In addition to the state funding, Rep. Young Kim, R-Placentia, and Democratic Sen. Dianne Feinstein are hoping to land $10 million in federal money to finance the effort.

The task force, Newman said in a recent interview, “was my No. 1 priority coming back into office.”

Task force members and supporters say the effort is an example of how a group of cities can tackle social issues that don’t respect city boundaries. The collaborative is unique in Orange County and, with the latest funding, now includes all 13 cities in the county-designated north Orange County Service Planning Area for homelessness, the group’s foremost challenge.

The group effort has led to innovation, such as a phone app — Outreach Grid — that helps police and others quickly find open shelter beds and other services for homeless people. It also has strengthened ties between law enforcement and grassroots organizations, particularly groups helping young people.

Those successes, Newman said, kept him interested in the task force even when he was out of office. They also are why he believes the task force approach could work for other communities battling regional social problems.
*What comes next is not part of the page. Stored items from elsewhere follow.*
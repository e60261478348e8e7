use chrono::Utc;
use sea_orm::entity::prelude::*;

#[derive(Clone, Debug, PartialEq, DeriveEntityModel)]
#[sea_orm(table_name = "users")]
pub struct Model {
    #[sea_orm(primary_key, auto_increment = false)]
    pub id: Uuid,
    pub name: String,
    #[sea_orm(unique)]
    pub email: String,
    pub password_hash: String,
    pub role: String,
    pub created_at: DateTimeWithTimeZone,
}

#[derive(Copy, Clone, Debug, EnumIter, DeriveRelation)]
pub enum Relation {
    #[sea_orm(has_many = "super::orders::Entity")]
    Orders,
    #[sea_orm(has_many = "super::reviews::Entity")]
    Reviews,
    #[sea_orm(has_many = "super::user_addresses::Entity")]
    UserAddresses,
}

impl Related<super::orders::Entity> for Entity {
    fn to() -> RelationDef {
        Relation::Orders.def()
    }
}

impl Related<super::reviews::Entity> for Entity {
    fn to() -> RelationDef {
        Relation::Reviews.def()
    }
}

impl Related<super::user_addresses::Entity> for Entity {
    fn to() -> RelationDef {
        Relation::UserAddresses.def()
    }
}

impl ActiveModelBehavior for ActiveModel {}

impl From<Model> for crate::models::User {
    fn from(model: Model) -> Self {
        Self {
            id: model.id,
            name: model.name,
            email: model.email,
            password_hash: model.password_hash,
            role: model.role,
            created_at: model.created_at.with_timezone(&Utc),
        }
    }
}
use sea_orm::{ActiveModelTrait, ActiveValue::NotSet, ConnectionTrait, Set};
use serde_json::Value;
use uuid::Uuid;

use crate::{entity::audit_logs::ActiveModel as AuditActive, error::AppResult};

async fn insert_entry<C: ConnectionTrait>(
    conn: &C,
    user_id: Option<Uuid>,
    action: &str,
    resource: &str,
    metadata: Value,
) -> AppResult<()> {
    AuditActive {
        id: Set(Uuid::new_v4()),
        user_id: Set(user_id),
        action: Set(action.to_string()),
        resource: Set(resource.to_string()),
        metadata: Set(metadata),
        created_at: NotSet,
    }
    .insert(conn)
    .await?;

    Ok(())
}

/// Audit entries are best effort: a failed insert never fails the request.
pub async fn record<C: ConnectionTrait>(
    conn: &C,
    user_id: Option<Uuid>,
    action: &str,
    resource: &str,
    metadata: Value,
) {
    if let Err(err) = insert_entry(conn, user_id, action, resource, metadata).await {
        tracing::warn!(error = %err, action, resource, "audit log failed");
    }
}
pub mod audit_logs;
pub mod cart_items;
pub mod consultations;
pub mod import_logs;
pub mod order_items;
pub mod orders;
pub mod products;
pub mod reviews;
pub mod user_addresses;
pub mod users;

pub use audit_logs::Entity as AuditLogs;
pub use cart_items::Entity as CartItems;
pub use consultations::Entity as Consultations;
pub use import_logs::Entity as ImportLogs;
pub use order_items::Entity as OrderItems;
pub use orders::Entity as Orders;
pub use products::Entity as Products;
pub use reviews::Entity as Reviews;
pub use user_addresses::Entity as UserAddresses;
pub use users::Entity as Users;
“This can serve as a model to be replicated,” Newman said.

Cops and community groups

The task force budget has been $5 million a year, with 60% of that money helping community groups.
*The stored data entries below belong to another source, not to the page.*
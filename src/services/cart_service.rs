use uuid::Uuid;
use validator::Validate;

use crate::{
    audit,
    dto::cart::{AddToCartRequest, CartLine, CartList, MAX_CART_QUANTITY, UpdateCartRequest},
    error::{AppError, AppResult},
    middleware::auth::AuthUser,
    models::CartItem,
    response::{ApiResponse, Meta},
    state::AppState,
};

pub async fn list_cart(state: &AppState, user: &AuthUser) -> AppResult<ApiResponse<CartList>> {
    let items = sqlx::query_as::<_, CartLine>(
        r#"
        SELECT ci.id, ci.product_id, ci.quantity,
               p.name, p.price, p.image_path, p.stock, ci.created_at
        FROM cart_items ci
        JOIN products p ON p.id = ci.product_id
        WHERE ci.user_email = $1
        ORDER BY ci.created_at DESC
        "#,
    )
    .bind(&user.email)
    .fetch_all(&state.pool)
    .await?;

    let meta = Meta::all(items.len() as i64);
    Ok(ApiResponse::success("Cart", CartList { items }, Some(meta)))
}

pub async fn add_to_cart(
    state: &AppState,
    user: &AuthUser,
    payload: AddToCartRequest,
) -> AppResult<ApiResponse<CartItem>> {
    payload.validate()?;

    let product_exists: Option<(Uuid,)> = sqlx::query_as("SELECT id FROM products WHERE id = $1")
        .bind(payload.product_id)
        .fetch_optional(&state.pool)
        .await?;
    if product_exists.is_none() {
        return Err(AppError::NotFound);
    }

    let cart_item = sqlx::query_as::<_, CartItem>(
        r#"
        INSERT INTO cart_items (id, user_email, product_id, quantity)
        VALUES ($1, $2, $3, $4)
        ON CONFLICT (user_email, product_id)
        DO UPDATE SET quantity = cart_items.quantity + EXCLUDED.quantity,
                      updated_at = NOW()
        WHERE cart_items.quantity + EXCLUDED.quantity <= $5
        RETURNING *
        "#,
    )
    .bind(Uuid::new_v4())
    .bind(&user.email)
    .bind(payload.product_id)
    .bind(payload.quantity)
    .bind(MAX_CART_QUANTITY)
    .fetch_optional(&state.pool)
    .await?
    .ok_or_else(|| {
        AppError::bad_request(format!("A cart line cannot hold more than {MAX_CART_QUANTITY} items"))
    })?;

    audit::record(
        &state.orm,
        Some(user.user_id),
        "cart_add",
        "cart_items",
        serde_json::json!({ "product_id": payload.product_id, "quantity": payload.quantity }),
    )
    .await;

    Ok(ApiResponse::success("Added to cart", cart_item, Some(Meta::empty())))
}

pub async fn update_cart_item(
    state: &AppState,
    user: &AuthUser,
    id: Uuid,
    payload: UpdateCartRequest,
) -> AppResult<ApiResponse<CartItem>> {
    payload.validate()?;

    let cart_item = sqlx::query_as::<_, CartItem>(
        r#"
        UPDATE cart_items
        SET quantity = $3, updated_at = NOW()
        WHERE id = $1 AND user_email = $2
        RETURNING *
        "#,
    )
    .bind(id)
    .bind(&user.email)
    .bind(payload.quantity)
    .fetch_optional(&state.pool)
    .await?
    .ok_or(AppError::NotFound)?;

    Ok(ApiResponse::success("Cart updated", cart_item, Some(Meta::empty())))
}

pub async fn remove_from_cart(
    state: &AppState,
    user: &AuthUser,
    id: Uuid,
) -> AppResult<ApiResponse<serde_json::Value>> {
    let result = sqlx::query("DELETE FROM cart_items WHERE id = $1 AND user_email = $2")
        .bind(id)
        .bind(&user.email)
        .execute(&state.pool)
        .await?;

    if result.rows_affected() == 0 {
        return Err(AppError::NotFound);
    }

    audit::record(
        &state.orm,
        Some(user.user_id),
        "cart_remove",
        "cart_items",
        serde_json::json!({ "cart_item_id": id }),
    )
    .await;

    Ok(ApiResponse::message("Removed from cart"))
}

pub async fn clear_cart(
    state: &AppState,
    user: &AuthUser,
) -> AppResult<ApiResponse<serde_json::Value>> {
    let result = sqlx::query("DELETE FROM cart_items WHERE user_email = $1")
        .bind(&user.email)
        .execute(&state.pool)
        .await?;

    tracing::debug!(email = %user.email, removed = result.rows_affected(), "cart cleared");
    Ok(ApiResponse::message("Cart cleared"))
}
On a practical level, that money translated into expanded youth programs offered by the Boys & Girls Clubs, Big Brothers Big Sisters, police explorers and other groups. It also boosted the nationally recognized tutoring service for low-income children, Rosie’s Garage in La Habra.
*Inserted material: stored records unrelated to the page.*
use std::sync::Arc;

use crate::{
    config::AppConfig,
    db::{DbPool, OrmConn, orm_from_pool},
    services::password_reset::ResetCodes,
};

#[derive(Clone)]
pub struct AppState {
    pub pool: DbPool,
    pub orm: OrmConn,
    pub config: Arc<AppConfig>,
    pub reset_codes: ResetCodes,
}

impl AppState {
    pub fn new(pool: DbPool, config: AppConfig) -> Self {
        let orm = orm_from_pool(&pool);
        let reset_codes = ResetCodes::new(config.reset_code_ttl);
        Self {
            pool,
            orm,
            config: Arc::new(config),
            reset_codes,
        }
    }
}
For the first time in California, Big Brothers Big Sisters of Orange County and the Inland Empire introduced the mentoring program Bigs with Badges that has built relationships between children and police in other parts of the country. A smaller, less well-known program, Lot318 in Placentia’s La Jolla neighborhood, which began in 2008 as a homework club to combat growing youth gang activity, also has expanded. In 2018, using task force funds, Lot318 rented an apartment to create a neighborhood resource center that includes counseling.

Money also went to the homeless outreach services of City Net, which conducted a street census that tried to get a head count of homeless people staying in the 13 cities in the north Service Planning Area. That census, in turn, led to an effort to see how those people fare over the long term. Of about 1,800 people identified as unsheltered, the circumstances of 1,375 people — who became known as the Project 1375 group — have been tracked in the homeless services system. Their histories with homeless shelters and service providers are kept in a database that helps form the core of the Outreach Grid app, now being used by all law enforcement agencies in the task force.

Other groups funded by the task force include Orange County Conservation Corps and the Orange County Family Justice Center Foundation, whose work touches on all three task force target areas. Also, every city in the task force gets a share of the remaining 40% of state money — some $2 million a year in all — to spend on the three focus areas.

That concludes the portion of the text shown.